Pathway control in metallosupramolecular polymerization of a monoalkynylplatinum(ii) terpyridine complex through competitive complex formation

Abstract

Understanding the pathway complexity of supramolecular polymerization in biomimetic systems has been a challenging issue due to its importance in the development of rationally controlled materials and insight into self-assembly in nature. We herein report a kinetic trapping strategy as a new methodology on how to control the pathway of metallosupramolecular polymerization by employing secondary metal ions and/or ligands which form competitive complex species. For this, we proposed monoalkynylplatinum(II) metalloligand (Pt-L¹) derived from a bis(amideterpyridine) receptor with one unoccupied terpyridyl terminal as a coordination site for the secondary metal ion (Ag⁺ or Fe²⁺). The inherent pathway complexity intrinsic to the Pt-L¹-anchored supramolecular polymerization has been modulated through the incorporation of Ag⁺ or Fe²⁺. During the supramolecular polymerization of Pt-L¹ in the presence of Ag⁺ and Fe²⁺, the added secondary ligand bpy (4,4′-dimethyl-2,2′-bipyridine) or DA18C6 (1,14-diaza-18-crown-6) form complexes as kinetic species, thereby inhibiting spontaneous polymerizations. The supramolecular polymer (SP-I), with a spherical structure composed of Pt-L¹ in the absence of metal ions as a kinetic product, did not transform into the thermodynamic product, namely supramolecular polymer (SP-III) with a left-handed fiber structure, due to a high energy barrier.

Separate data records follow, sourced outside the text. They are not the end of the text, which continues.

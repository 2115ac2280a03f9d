//! # Transitions System
//!
//! Scene changes are hard cuts by default. A positive `crossfade_ms` layers the incoming scene
//! over the outgoing one (held at its final frame) for the first part of the new scene.

use crate::animation::EasingType;
use crate::storyboard::{ActiveScene, Scene};
use serde::{Deserialize, Serialize};

#[derive(Debug, Clone, Copy, PartialEq, Serialize, Deserialize)]
pub struct TransitionSettings {
    /// Length of the cross-fade into each scene after the first. `0` means hard cuts.
    #[serde(default)]
    pub crossfade_ms: f64,
    #[serde(default)]
    pub easing: EasingType,
}

impl Default for TransitionSettings {
    fn default() -> Self {
        Self {
            crossfade_ms: 0.0,
            easing: EasingType::Linear,
        }
    }
}

/// A cross-fade in progress: draw `from` at its last frame, then the active scene at `alpha`.
#[derive(Debug, Clone, Copy, PartialEq)]
pub struct Crossfade {
    pub from: Scene,
    pub alpha: f32,
}

impl TransitionSettings {
    pub fn is_hard_cut(&self) -> bool {
        self.crossfade_ms <= 0.0
    }

    /// Returns the fade to apply at `elapsed_ms`, if any.
    pub fn crossfade(
        &self,
        scenes: &[Scene],
        active: &ActiveScene,
        elapsed_ms: f64,
    ) -> Option<Crossfade> {
        if self.is_hard_cut() || active.index == 0 {
            return None;
        }
        let since_cut = elapsed_ms - scenes[active.index].start_ms;
        if !(0.0..self.crossfade_ms).contains(&since_cut) {
            return None;
        }
        let linear = (since_cut / self.crossfade_ms) as f32;
        Some(Crossfade {
            from: scenes[active.index - 1],
            alpha: self.easing.eval(linear),
        })
    }
}
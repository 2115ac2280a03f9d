//! Active-interval lookup over small ordered tables.
//!
//! Scene and narration tables hold a handful of entries, so lookup is a plain ordered scan.
//! Spans are right-open: at an exact boundary the later entry is active, never both.

use crate::errors::TimelineError;
use crate::types::TimeSpan;

/// Anything that occupies a span of the playback clock.
pub trait Timed {
    fn span(&self) -> TimeSpan;
}

impl Timed for TimeSpan {
    fn span(&self) -> TimeSpan {
        *self
    }
}

/// Index of the first entry whose span contains `t`.
pub fn find_active<T: Timed>(items: &[T], t: f64) -> Option<usize> {
    items.iter().position(|item| item.span().contains(t))
}

/// Like [`find_active`], but falls back to the last entry once `t` has run past the table.
///
/// Clock overshoot (or a clamped elapsed of exactly the total) must still resolve to a scene.
pub fn find_active_or_last<T: Timed>(items: &[T], t: f64) -> Option<usize> {
    find_active(items, t).or_else(|| {
        let last = items.len().checked_sub(1)?;
        (t >= items[last].span().end_ms).then_some(last)
    })
}

/// Checks that `items` are ordered, contiguous and cover `[0, total_ms)` exactly.
pub fn validate_partition<T: Timed>(items: &[T], total_ms: f64) -> Result<(), TimelineError> {
    if items.is_empty() {
        return Err(TimelineError::Empty);
    }
    let mut expected = 0.0;
    for (index, item) in items.iter().enumerate() {
        let span = item.span();
        if span.start_ms != expected {
            return Err(TimelineError::Gap {
                index,
                start_ms: span.start_ms,
                expected_ms: expected,
            });
        }
        if span.end_ms <= span.start_ms {
            return Err(TimelineError::Degenerate {
                index,
                start_ms: span.start_ms,
                end_ms: span.end_ms,
            });
        }
        expected = span.end_ms;
    }
    if expected != total_ms {
        return Err(TimelineError::Coverage {
            end_ms: expected,
            total_ms,
        });
    }
    Ok(())
}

However, the supramolecular polymer (SP-II) with a left-handed fiber structure, which was formed by Pt-L¹ in the presence of AgNO₃, converted to SP-III upon the addition of NaCl. Additionally, SP-II transformed into supramolecular polymer (SP-IV) upon the addition of Fe(BF₄)₂, through an on-pathway process. Both the morphological and emissive characteristics of the resulting supramolecular polymers can be fine-tuned via the Pt⋯Pt or Ag⋯Ag interactions as well as through the changes of the coordination geometry depending on the existing Ag⁺ or Fe²⁺ ions. The present results have important implications in expanding the scope of pathway complexity to produce a variety of products via kinetically controlled processes involving secondary metal ions and ligands.